[RECORDS PROVIDED]
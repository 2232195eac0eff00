//! The (embedding provider × threshold) sweep.
//!
//! For every configuration the sweep builds a fresh [`SemanticCache`], replays
//! the dataset once straight to upstream and once through the cache, and
//! records per-row latency and correctness. Configurations are independent
//! and may run concurrently; the report keeps configuration order.
//!
//! Cancellation and the sweep timeout are checked before a configuration
//! starts. A configuration that started always runs to completion (or
//! aborts on a fatal error).

use std::sync::Arc;
use std::sync::atomic::{AtomicBool, Ordering};
use std::time::Duration;

use futures_util::StreamExt;
use futures_util::stream;
use tokio::time::Instant;
use tracing::{info, instrument, warn};

use super::dataset::{Dataset, Row};
use super::report::{ConfigurationReport, ConfigurationStatus, Mode, RowOutcome, SweepReport};
use crate::cache::{DistanceMetric, SemanticCache, SemanticCacheConfig};
use crate::providers::{EmbedderFactory, EmbedderSpec, UpstreamClient};
use crate::telemetry;
use crate::types::CacheQuery;
use crate::{ErrorKind, MimirError, Result};

/// Task instruction of the subject-classification benchmark.
pub const DEFAULT_TASK: &str = "About what subject is the question given below. Your answer must be one of Chemistry, Computer Science (cs), Geography, Math, Physics. \n Answer in one word only. \n Subject:";

/// System prompt of the subject-classification benchmark.
pub const DEFAULT_SWEEP_SYSTEM_PROMPT: &str =
    "You are a helpful assistant whose job it is to answer the questions you are asked.";

/// Sweep settings.
///
/// ```rust
/// # use mimir::harness::SweepConfig;
/// # use mimir::providers::EmbedderSpec;
/// let config = SweepConfig::new()
///     .embedders(vec![EmbedderSpec::local(), EmbedderSpec::remote()])
///     .thresholds(vec![0.05, 0.1, 0.2]);
/// ```
#[derive(Debug, Clone, PartialEq)]
pub struct SweepConfig {
    pub embedders: Vec<EmbedderSpec>,
    pub thresholds: Vec<f32>,
    /// Instruction shared by every row; each row's question is the context.
    pub task: String,
    pub system_prompt: Option<String>,
    pub metric: DistanceMetric,
    /// Configurations run at once. Default: 1.
    pub parallelism: usize,
    /// No configuration starts after this much time has passed.
    pub timeout: Option<Duration>,
}

impl Default for SweepConfig {
    fn default() -> Self {
        Self {
            embedders: vec![EmbedderSpec::remote()],
            thresholds: vec![0.05, 0.1, 0.2, 0.3],
            task: DEFAULT_TASK.to_string(),
            system_prompt: Some(DEFAULT_SWEEP_SYSTEM_PROMPT.to_string()),
            metric: DistanceMetric::Cosine,
            parallelism: 1,
            timeout: None,
        }
    }
}

impl SweepConfig {
    pub fn new() -> Self {
        Self::default()
    }

    pub fn embedders(mut self, embedders: Vec<EmbedderSpec>) -> Self {
        self.embedders = embedders;
        self
    }

    pub fn thresholds(mut self, thresholds: Vec<f32>) -> Self {
        self.thresholds = thresholds;
        self
    }

    pub fn task(mut self, task: impl Into<String>) -> Self {
        self.task = task.into();
        self
    }

    pub fn system_prompt(mut self, prompt: Option<String>) -> Self {
        self.system_prompt = prompt;
        self
    }

    pub fn metric(mut self, metric: DistanceMetric) -> Self {
        self.metric = metric;
        self
    }

    pub fn parallelism(mut self, n: usize) -> Self {
        self.parallelism = n;
        self
    }

    pub fn timeout(mut self, timeout: Duration) -> Self {
        self.timeout = Some(timeout);
        self
    }

    pub fn validate(&self) -> Result<()> {
        if self.embedders.is_empty() {
            return Err(MimirError::Configuration(
                "sweep needs at least one embedder".to_string(),
            ));
        }
        if self.thresholds.is_empty() {
            return Err(MimirError::Configuration(
                "sweep needs at least one threshold".to_string(),
            ));
        }
        if self.task.trim().is_empty() {
            return Err(MimirError::Configuration(
                "sweep task must not be empty".to_string(),
            ));
        }
        if self.parallelism == 0 {
            return Err(MimirError::Configuration(
                "sweep parallelism must be at least 1".to_string(),
            ));
        }
        for &threshold in &self.thresholds {
            SemanticCacheConfig::new()
                .threshold(threshold)
                .metric(self.metric)
                .validate()?;
        }
        Ok(())
    }

    /// Every configuration in run order: embedders outer, thresholds inner.
    pub fn points(&self) -> Vec<SweepPoint> {
        self.embedders
            .iter()
            .flat_map(|embedder| {
                self.thresholds.iter().map(move |&threshold| SweepPoint {
                    embedder: embedder.clone(),
                    threshold,
                })
            })
            .collect()
    }
}

/// One configuration of the sweep.
#[derive(Debug, Clone, PartialEq)]
pub struct SweepPoint {
    pub embedder: EmbedderSpec,
    pub threshold: f32,
}

/// Cooperative cancellation flag, shared by clones.
#[derive(Debug, Clone, Default)]
pub struct CancelToken(Arc<AtomicBool>);

impl CancelToken {
    pub fn new() -> Self {
        Self::default()
    }

    pub fn cancel(&self) {
        self.0.store(true, Ordering::SeqCst);
    }

    pub fn is_cancelled(&self) -> bool {
        self.0.load(Ordering::SeqCst)
    }
}

enum Skipped {
    Cancelled,
    TimedOut,
}

/// Runs a [`SweepConfig`] against a dataset.
#[derive(Debug, Clone)]
pub struct Sweep {
    config: SweepConfig,
}

impl Sweep {
    pub fn new(config: SweepConfig) -> Result<Self> {
        config.validate()?;
        Ok(Self { config })
    }

    pub fn config(&self) -> &SweepConfig {
        &self.config
    }

    /// Run every configuration and collect the report.
    ///
    /// Errors only for an empty dataset; problems inside a configuration
    /// are recorded in that configuration's status.
    pub async fn run(
        &self,
        dataset: &Dataset,
        upstream: &UpstreamClient,
        factory: &dyn EmbedderFactory,
        cancel: &CancelToken,
    ) -> Result<SweepReport> {
        if dataset.is_empty() {
            return Err(MimirError::InvalidInput("dataset has no rows".to_string()));
        }

        let points = self.config.points();
        let deadline = self.config.timeout.map(|t| Instant::now() + t);
        info!(
            configurations = points.len(),
            rows = dataset.len(),
            parallelism = self.config.parallelism,
            "starting sweep"
        );

        // `buffered` starts futures lazily as slots free up, so the checks at
        // the top of each future happen when that configuration would start.
        let results: Vec<std::result::Result<ConfigurationReport, Skipped>> =
            stream::iter(points)
                .map(|point| async move {
                    if cancel.is_cancelled() {
                        return Err(Skipped::Cancelled);
                    }
                    if deadline.is_some_and(|d| Instant::now() >= d) {
                        return Err(Skipped::TimedOut);
                    }
                    Ok(self.run_point(point, dataset, upstream, factory).await)
                })
                .buffered(self.config.parallelism)
                .collect()
                .await;

        let mut report = SweepReport::default();
        for result in results {
            match result {
                Ok(configuration) => report.configurations.push(configuration),
                Err(Skipped::Cancelled) => report.cancelled = true,
                Err(Skipped::TimedOut) => report.timed_out = true,
            }
        }
        if report.cancelled {
            warn!("sweep cancelled");
        }
        if report.timed_out {
            warn!("sweep timed out");
        }
        info!(
            completed = report
                .configurations
                .iter()
                .filter(|c| c.is_completed())
                .count(),
            "sweep finished"
        );
        Ok(report)
    }

    #[instrument(skip_all, fields(embedder = %point.embedder, threshold = point.threshold))]
    async fn run_point(
        &self,
        point: SweepPoint,
        dataset: &Dataset,
        upstream: &UpstreamClient,
        factory: &dyn EmbedderFactory,
    ) -> ConfigurationReport {
        info!("configuration started");
        let mut outcomes = Vec::with_capacity(dataset.len() * 2);
        let mut model = point.embedder.model.clone();

        let status = match self
            .replay(&point, dataset, upstream, factory, &mut outcomes, &mut model)
            .await
        {
            Ok(()) => ConfigurationStatus::Completed,
            Err(e) => {
                warn!(error = %e, "configuration aborted");
                ConfigurationStatus::Aborted {
                    reason: e.to_string(),
                }
            }
        };

        let report = ConfigurationReport::build(
            point.embedder.provider,
            model,
            point.threshold,
            dataset.len(),
            outcomes,
            status,
        );
        info!(
            accuracy_cached = report.accuracy_cached,
            accuracy_uncached = report.accuracy_uncached,
            latency_cached = report.latency_cached_seconds,
            latency_uncached = report.latency_uncached_seconds,
            cache_hits = report.cache_hits,
            "configuration finished"
        );
        report
    }

    /// Both passes of one configuration. Returns the error that aborted it.
    async fn replay(
        &self,
        point: &SweepPoint,
        dataset: &Dataset,
        upstream: &UpstreamClient,
        factory: &dyn EmbedderFactory,
        outcomes: &mut Vec<RowOutcome>,
        model: &mut Option<String>,
    ) -> Result<()> {
        let embedder = factory.create(&point.embedder)?;
        *model = Some(embedder.model().to_string());
        let cache = SemanticCache::new(
            embedder,
            SemanticCacheConfig::new()
                .threshold(point.threshold)
                .metric(self.config.metric),
        )?;

        for row in dataset.rows() {
            let query = self.query_for(row);
            let start = Instant::now();
            let result = upstream.complete(&query).await;
            let latency = start.elapsed();
            let outcome = match result {
                Ok(response) => answered(row, Mode::Uncached, response, false, true, latency),
                Err(e) if e.is_fatal_to_configuration() => return Err(e),
                Err(e) => failed(row, Mode::Uncached, &e, true, latency),
            };
            outcomes.push(outcome);
        }

        for row in dataset.rows() {
            let query = self.query_for(row);
            let start = Instant::now();
            let result = cache.resolve(&query, upstream).await;
            let latency = start.elapsed();
            let outcome = match result {
                Ok(r) => answered(
                    row,
                    Mode::Cached,
                    r.response_text,
                    r.was_cache_hit,
                    !r.was_cache_hit,
                    latency,
                ),
                Err(e) if e.is_fatal_to_configuration() => return Err(e),
                Err(e) => {
                    let upstream_called = !e.is_embedding_failure()
                        && matches!(
                            e.kind(),
                            ErrorKind::TransientUpstream | ErrorKind::UpstreamUnavailable
                        );
                    failed(row, Mode::Cached, &e, upstream_called, latency)
                }
            };
            outcomes.push(outcome);
        }

        Ok(())
    }

    fn query_for(&self, row: &Row) -> CacheQuery {
        let query = CacheQuery::new(self.config.task.as_str(), row.question.as_str());
        match &self.config.system_prompt {
            Some(prompt) => query.with_system_prompt(prompt.as_str()),
            None => query,
        }
    }
}

/// Case-insensitive comparison with surrounding whitespace ignored.
pub fn matches_label(response: &str, label: &str) -> bool {
    response.trim().to_lowercase() == label.trim().to_lowercase()
}

fn answered(
    row: &Row,
    mode: Mode,
    response: String,
    cache_hit: bool,
    upstream_called: bool,
    latency: Duration,
) -> RowOutcome {
    let correct = matches_label(&response, &row.label);
    metrics::counter!(telemetry::HARNESS_ROWS_TOTAL,
        "mode" => mode.as_str(),
        "status" => if correct { "correct" } else { "incorrect" },
    )
    .increment(1);
    RowOutcome {
        row_id: row.id,
        mode,
        label: row.label.clone(),
        response: Some(response),
        correct,
        cache_hit,
        upstream_called,
        latency_seconds: latency.as_secs_f64(),
        error: None,
    }
}

fn failed(
    row: &Row,
    mode: Mode,
    error: &MimirError,
    upstream_called: bool,
    latency: Duration,
) -> RowOutcome {
    warn!(row = row.id, mode = mode.as_str(), error = %error, "row failed");
    metrics::counter!(telemetry::HARNESS_ROWS_TOTAL,
        "mode" => mode.as_str(),
        "status" => "failed",
    )
    .increment(1);
    RowOutcome {
        row_id: row.id,
        mode,
        label: row.label.clone(),
        response: None,
        correct: false,
        cache_hit: false,
        upstream_called,
        latency_seconds: latency.as_secs_f64(),
        error: Some(error.to_string()),
    }
}

#[cfg(test)]
mod tests {
    use super::*;

    #[test]
    fn label_match_ignores_case_and_whitespace() {
        assert!(matches_label("  Physics\n", "physics"));
        assert!(matches_label("CS", "cs"));
        assert!(!matches_label("Physics.", "physics"));
    }

    #[test]
    fn points_are_embedders_by_thresholds() {
        let config = SweepConfig::new()
            .embedders(vec![EmbedderSpec::local(), EmbedderSpec::remote()])
            .thresholds(vec![0.1, 0.2]);
        let points = config.points();
        assert_eq!(points.len(), 4);
        assert_eq!(points[0].embedder, EmbedderSpec::local());
        assert_eq!(points[1].threshold, 0.2);
        assert_eq!(points[2].embedder, EmbedderSpec::remote());
    }

    #[test]
    fn validate_rejects_empty_axes() {
        assert!(SweepConfig::new().thresholds(vec![]).validate().is_err());
        assert!(SweepConfig::new().embedders(vec![]).validate().is_err());
        assert!(SweepConfig::new().parallelism(0).validate().is_err());
        assert!(SweepConfig::new().thresholds(vec![1.5]).validate().is_err());
        assert!(SweepConfig::new().validate().is_ok());
    }

    #[test]
    fn cancel_token_is_shared() {
        let token = CancelToken::new();
        let clone = token.clone();
        clone.cancel();
        assert!(token.is_cancelled());
    }
}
[/RECORDS PROVIDED]
Using only the data above, copy out the lines that include the word "local".

WRITTEN ANSWER:
///     .embedders(vec![EmbedderSpec::local(), EmbedderSpec::remote()])
            .embedders(vec![EmbedderSpec::local(), EmbedderSpec::remote()])
        assert_eq!(points[0].embedder, EmbedderSpec::local());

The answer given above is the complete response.